* [Task brief]: Up to and including the line with "the given session.", restate the material below word for word, beginning with its first line.

* [Data shown]:
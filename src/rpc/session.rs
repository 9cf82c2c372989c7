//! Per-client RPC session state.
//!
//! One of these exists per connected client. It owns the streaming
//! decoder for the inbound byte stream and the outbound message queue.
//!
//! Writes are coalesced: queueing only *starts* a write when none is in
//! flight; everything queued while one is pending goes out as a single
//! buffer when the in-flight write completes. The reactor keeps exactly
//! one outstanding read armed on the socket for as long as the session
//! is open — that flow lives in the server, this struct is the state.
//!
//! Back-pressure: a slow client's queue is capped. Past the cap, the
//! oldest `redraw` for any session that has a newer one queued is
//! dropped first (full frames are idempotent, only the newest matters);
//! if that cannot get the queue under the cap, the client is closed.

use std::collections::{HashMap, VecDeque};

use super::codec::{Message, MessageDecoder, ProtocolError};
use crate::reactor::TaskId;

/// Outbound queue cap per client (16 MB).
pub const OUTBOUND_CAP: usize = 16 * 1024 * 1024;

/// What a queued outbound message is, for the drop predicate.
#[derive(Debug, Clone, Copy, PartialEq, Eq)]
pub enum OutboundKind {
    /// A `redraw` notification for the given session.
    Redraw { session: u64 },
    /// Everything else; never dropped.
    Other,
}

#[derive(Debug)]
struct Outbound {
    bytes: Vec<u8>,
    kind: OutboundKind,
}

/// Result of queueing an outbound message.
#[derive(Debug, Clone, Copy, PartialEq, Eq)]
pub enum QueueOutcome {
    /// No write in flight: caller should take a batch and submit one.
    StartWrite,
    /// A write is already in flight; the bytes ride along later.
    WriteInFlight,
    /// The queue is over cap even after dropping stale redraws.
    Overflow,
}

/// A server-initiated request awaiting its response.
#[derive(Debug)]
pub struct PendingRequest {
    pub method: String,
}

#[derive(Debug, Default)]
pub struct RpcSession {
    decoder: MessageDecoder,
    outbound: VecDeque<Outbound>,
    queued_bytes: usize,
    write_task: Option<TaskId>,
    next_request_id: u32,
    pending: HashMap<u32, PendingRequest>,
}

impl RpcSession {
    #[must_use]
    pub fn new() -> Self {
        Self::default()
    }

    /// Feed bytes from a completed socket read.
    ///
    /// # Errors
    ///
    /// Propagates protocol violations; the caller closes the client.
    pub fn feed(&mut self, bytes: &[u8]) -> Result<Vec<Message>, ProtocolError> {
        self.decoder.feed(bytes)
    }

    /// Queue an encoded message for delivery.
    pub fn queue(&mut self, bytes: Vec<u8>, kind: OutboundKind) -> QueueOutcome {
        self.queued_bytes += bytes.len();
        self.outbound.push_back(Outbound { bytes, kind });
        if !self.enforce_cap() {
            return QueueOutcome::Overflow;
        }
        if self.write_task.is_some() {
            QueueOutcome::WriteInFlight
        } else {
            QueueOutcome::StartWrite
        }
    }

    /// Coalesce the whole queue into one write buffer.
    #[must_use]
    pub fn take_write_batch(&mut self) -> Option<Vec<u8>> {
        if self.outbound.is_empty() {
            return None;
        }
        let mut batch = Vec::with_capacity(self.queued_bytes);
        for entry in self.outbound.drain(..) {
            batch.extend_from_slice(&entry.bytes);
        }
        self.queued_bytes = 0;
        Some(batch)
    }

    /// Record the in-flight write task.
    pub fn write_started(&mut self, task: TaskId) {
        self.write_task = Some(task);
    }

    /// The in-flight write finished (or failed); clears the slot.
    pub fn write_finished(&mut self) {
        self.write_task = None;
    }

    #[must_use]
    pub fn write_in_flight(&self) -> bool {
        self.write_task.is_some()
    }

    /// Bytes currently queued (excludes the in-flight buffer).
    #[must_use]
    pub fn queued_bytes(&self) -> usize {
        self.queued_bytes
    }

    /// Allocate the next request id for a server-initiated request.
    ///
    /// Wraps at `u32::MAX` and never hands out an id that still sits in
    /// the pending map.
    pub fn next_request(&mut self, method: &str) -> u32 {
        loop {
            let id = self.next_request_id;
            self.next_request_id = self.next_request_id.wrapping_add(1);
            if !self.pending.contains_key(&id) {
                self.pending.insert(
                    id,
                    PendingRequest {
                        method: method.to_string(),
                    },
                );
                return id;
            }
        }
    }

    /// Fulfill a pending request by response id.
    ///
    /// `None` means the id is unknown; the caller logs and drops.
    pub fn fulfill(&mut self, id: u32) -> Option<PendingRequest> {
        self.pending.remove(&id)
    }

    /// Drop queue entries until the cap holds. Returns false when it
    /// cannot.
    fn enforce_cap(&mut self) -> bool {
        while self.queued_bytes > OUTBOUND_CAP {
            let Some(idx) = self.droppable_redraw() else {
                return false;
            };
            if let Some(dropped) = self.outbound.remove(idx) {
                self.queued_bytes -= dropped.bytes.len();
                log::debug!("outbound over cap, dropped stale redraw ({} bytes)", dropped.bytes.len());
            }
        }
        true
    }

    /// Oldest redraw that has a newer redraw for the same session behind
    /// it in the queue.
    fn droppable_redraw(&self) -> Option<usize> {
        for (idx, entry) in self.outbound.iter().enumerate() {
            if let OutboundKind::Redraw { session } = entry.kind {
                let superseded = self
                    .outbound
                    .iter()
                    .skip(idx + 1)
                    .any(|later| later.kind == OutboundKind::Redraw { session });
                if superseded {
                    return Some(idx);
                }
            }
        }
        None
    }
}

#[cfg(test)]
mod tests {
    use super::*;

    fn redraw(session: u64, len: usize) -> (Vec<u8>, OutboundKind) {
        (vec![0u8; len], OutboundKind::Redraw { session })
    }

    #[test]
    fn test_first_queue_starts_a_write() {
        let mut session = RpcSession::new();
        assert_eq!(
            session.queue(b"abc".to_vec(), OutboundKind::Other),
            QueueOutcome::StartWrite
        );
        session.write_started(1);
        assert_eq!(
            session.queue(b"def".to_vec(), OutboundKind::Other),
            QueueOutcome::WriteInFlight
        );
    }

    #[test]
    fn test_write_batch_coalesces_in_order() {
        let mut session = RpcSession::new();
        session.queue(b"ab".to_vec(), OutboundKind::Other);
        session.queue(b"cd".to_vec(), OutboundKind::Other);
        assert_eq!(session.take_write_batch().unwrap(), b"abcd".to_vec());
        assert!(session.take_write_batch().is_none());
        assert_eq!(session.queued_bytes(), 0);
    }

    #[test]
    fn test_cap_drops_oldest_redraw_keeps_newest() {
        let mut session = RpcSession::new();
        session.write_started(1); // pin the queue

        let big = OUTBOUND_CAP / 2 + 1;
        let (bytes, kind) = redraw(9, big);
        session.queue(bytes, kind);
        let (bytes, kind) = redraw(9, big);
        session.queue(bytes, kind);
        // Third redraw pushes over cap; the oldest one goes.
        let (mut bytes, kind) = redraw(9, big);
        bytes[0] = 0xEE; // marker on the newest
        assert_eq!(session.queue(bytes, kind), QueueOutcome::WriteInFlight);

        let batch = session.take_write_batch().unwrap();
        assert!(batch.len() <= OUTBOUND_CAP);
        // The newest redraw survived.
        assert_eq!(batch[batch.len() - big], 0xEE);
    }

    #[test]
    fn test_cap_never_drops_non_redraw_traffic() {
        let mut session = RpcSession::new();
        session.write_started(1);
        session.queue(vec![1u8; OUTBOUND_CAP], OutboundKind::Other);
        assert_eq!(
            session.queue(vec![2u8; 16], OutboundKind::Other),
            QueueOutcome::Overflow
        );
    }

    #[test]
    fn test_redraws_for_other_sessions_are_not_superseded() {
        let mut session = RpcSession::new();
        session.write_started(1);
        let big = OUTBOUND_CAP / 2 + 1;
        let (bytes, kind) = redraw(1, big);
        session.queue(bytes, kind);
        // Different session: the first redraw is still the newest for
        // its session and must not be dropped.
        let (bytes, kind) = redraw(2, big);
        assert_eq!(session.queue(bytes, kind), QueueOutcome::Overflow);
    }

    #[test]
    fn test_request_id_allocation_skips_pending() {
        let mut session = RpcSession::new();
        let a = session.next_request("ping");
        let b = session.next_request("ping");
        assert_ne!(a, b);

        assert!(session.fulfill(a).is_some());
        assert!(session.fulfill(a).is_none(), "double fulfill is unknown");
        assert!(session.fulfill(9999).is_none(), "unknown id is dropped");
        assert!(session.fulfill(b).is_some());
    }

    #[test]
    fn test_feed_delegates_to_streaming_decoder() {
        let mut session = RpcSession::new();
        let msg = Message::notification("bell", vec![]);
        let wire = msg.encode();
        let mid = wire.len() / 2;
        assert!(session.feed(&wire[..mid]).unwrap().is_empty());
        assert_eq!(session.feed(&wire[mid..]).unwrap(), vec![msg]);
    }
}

* [Task answer]:
filename src/rpc/session.rs
repository 9cf82c2c372989c7
//! Per-client RPC session state.
//!
//! One of these exists per connected client. It owns the streaming
//! decoder for the inbound byte stream and the outbound message queue.
//!
//! Writes are coalesced: queueing only *starts* a write when none is in
//! flight; everything queued while one is pending goes out as a single
//! buffer when the in-flight write completes. The reactor keeps exactly
//! one outstanding read armed on the socket for as long as the session
//! is open — that flow lives in the server, this struct is the state.
//!
//! Back-pressure: a slow client's queue is capped. Past the cap, the
//! oldest `redraw` for any session that has a newer one queued is
//! dropped first (full frames are idempotent, only the newest matters);
//! if that cannot get the queue under the cap, the client is closed.

use std::collections::{HashMap, VecDeque};

use super::codec::{Message, MessageDecoder, ProtocolError};
use crate::reactor::TaskId;

/// Outbound queue cap per client (16 MB).
pub const OUTBOUND_CAP: usize = 16 * 1024 * 1024;

/// What a queued outbound message is, for the drop predicate.
#[derive(Debug, Clone, Copy, PartialEq, Eq)]
pub enum OutboundKind {
    /// A `redraw` notification for the given session.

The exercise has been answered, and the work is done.